*** Opening of Records for this exercise ***

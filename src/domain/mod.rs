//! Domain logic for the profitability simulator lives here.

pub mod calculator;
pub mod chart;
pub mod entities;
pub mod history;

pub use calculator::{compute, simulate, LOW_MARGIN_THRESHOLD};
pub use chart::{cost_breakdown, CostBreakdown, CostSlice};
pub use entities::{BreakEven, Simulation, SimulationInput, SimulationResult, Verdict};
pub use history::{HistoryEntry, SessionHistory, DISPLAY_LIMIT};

*** Close of Records for this exercise ***
*** Opening of Records for this exercise ***

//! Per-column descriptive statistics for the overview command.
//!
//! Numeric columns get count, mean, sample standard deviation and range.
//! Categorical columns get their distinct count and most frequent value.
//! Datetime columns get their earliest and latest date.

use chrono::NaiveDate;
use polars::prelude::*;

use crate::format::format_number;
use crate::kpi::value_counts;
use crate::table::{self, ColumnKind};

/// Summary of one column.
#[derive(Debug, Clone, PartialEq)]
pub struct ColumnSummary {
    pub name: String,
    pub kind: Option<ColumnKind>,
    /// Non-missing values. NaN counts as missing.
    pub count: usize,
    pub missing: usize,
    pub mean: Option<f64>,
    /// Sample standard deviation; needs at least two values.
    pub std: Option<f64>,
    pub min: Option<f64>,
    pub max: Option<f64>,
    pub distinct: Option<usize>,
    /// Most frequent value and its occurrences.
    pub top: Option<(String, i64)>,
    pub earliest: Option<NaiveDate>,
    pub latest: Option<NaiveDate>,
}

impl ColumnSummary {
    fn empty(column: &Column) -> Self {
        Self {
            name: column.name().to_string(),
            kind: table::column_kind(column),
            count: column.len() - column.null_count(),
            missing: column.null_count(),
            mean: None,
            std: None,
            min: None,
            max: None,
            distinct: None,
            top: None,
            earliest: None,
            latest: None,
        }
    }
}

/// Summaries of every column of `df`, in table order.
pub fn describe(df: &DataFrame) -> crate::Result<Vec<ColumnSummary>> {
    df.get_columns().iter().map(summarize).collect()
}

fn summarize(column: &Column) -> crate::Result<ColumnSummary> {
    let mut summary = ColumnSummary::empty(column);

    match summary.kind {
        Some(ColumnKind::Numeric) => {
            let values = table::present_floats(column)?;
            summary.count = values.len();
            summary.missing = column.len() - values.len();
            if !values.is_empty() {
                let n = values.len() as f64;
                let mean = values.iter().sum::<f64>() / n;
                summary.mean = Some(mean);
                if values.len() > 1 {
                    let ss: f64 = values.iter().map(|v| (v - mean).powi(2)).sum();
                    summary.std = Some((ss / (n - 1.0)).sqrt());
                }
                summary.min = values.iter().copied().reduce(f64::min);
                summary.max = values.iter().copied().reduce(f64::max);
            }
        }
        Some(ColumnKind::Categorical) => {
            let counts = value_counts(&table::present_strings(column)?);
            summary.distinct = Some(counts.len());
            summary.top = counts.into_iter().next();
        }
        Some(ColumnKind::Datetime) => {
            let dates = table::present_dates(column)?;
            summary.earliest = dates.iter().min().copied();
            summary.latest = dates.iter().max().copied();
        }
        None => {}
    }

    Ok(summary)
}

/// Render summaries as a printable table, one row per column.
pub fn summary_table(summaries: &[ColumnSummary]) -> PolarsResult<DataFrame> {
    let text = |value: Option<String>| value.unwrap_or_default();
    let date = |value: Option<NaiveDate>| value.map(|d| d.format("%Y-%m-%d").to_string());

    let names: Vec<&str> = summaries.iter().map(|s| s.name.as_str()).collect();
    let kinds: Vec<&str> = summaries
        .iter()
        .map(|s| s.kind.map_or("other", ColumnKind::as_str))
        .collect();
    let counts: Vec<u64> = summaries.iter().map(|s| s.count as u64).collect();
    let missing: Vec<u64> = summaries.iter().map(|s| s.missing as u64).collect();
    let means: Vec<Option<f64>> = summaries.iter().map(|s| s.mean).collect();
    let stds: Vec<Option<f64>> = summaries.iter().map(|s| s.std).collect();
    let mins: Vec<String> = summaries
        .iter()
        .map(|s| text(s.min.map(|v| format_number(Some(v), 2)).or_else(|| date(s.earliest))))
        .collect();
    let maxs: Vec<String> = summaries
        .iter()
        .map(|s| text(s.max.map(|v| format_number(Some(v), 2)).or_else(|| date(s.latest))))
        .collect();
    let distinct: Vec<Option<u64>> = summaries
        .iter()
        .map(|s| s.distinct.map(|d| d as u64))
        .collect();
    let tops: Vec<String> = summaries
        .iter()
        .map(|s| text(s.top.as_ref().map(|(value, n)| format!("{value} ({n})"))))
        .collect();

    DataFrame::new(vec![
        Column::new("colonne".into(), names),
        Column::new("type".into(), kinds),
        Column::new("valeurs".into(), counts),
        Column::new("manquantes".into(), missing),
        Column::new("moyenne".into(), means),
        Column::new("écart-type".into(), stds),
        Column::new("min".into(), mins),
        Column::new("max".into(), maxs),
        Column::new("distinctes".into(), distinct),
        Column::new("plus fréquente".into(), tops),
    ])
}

*** Close of Records for this exercise ***

Assignment =>
Every line above from the line with "fn empty(column: &Column)" to the line with "let text = |value: Option<String>|", inclusive, must be returned exactly; no other line belongs in the reply.

Output =>
    fn empty(column: &Column) -> Self {
        Self {
            name: column.name().to_string(),
            kind: table::column_kind(column),
            count: column.len() - column.null_count(),
            missing: column.null_count(),
            mean: None,
            std: None,
            min: None,
            max: None,
            distinct: None,
            top: None,
            earliest: None,
            latest: None,
        }
    }
}

/// Summaries of every column of `df`, in table order.
pub fn describe(df: &DataFrame) -> crate::Result<Vec<ColumnSummary>> {
    df.get_columns().iter().map(summarize).collect()
}

fn summarize(column: &Column) -> crate::Result<ColumnSummary> {
    let mut summary = ColumnSummary::empty(column);

    match summary.kind {
        Some(ColumnKind::Numeric) => {
            let values = table::present_floats(column)?;
            summary.count = values.len();
            summary.missing = column.len() - values.len();
            if !values.is_empty() {
                let n = values.len() as f64;
                let mean = values.iter().sum::<f64>() / n;
                summary.mean = Some(mean);
                if values.len() > 1 {
                    let ss: f64 = values.iter().map(|v| (v - mean).powi(2)).sum();
                    summary.std = Some((ss / (n - 1.0)).sqrt());
                }
                summary.min = values.iter().copied().reduce(f64::min);
                summary.max = values.iter().copied().reduce(f64::max);
            }
        }
        Some(ColumnKind::Categorical) => {
            let counts = value_counts(&table::present_strings(column)?);
            summary.distinct = Some(counts.len());
            summary.top = counts.into_iter().next();
        }
        Some(ColumnKind::Datetime) => {
            let dates = table::present_dates(column)?;
            summary.earliest = dates.iter().min().copied();
            summary.latest = dates.iter().max().copied();
        }
        None => {}
    }

    Ok(summary)
}

/// Render summaries as a printable table, one row per column.
pub fn summary_table(summaries: &[ColumnSummary]) -> PolarsResult<DataFrame> {
    let text = |value: Option<String>| value.unwrap_or_default();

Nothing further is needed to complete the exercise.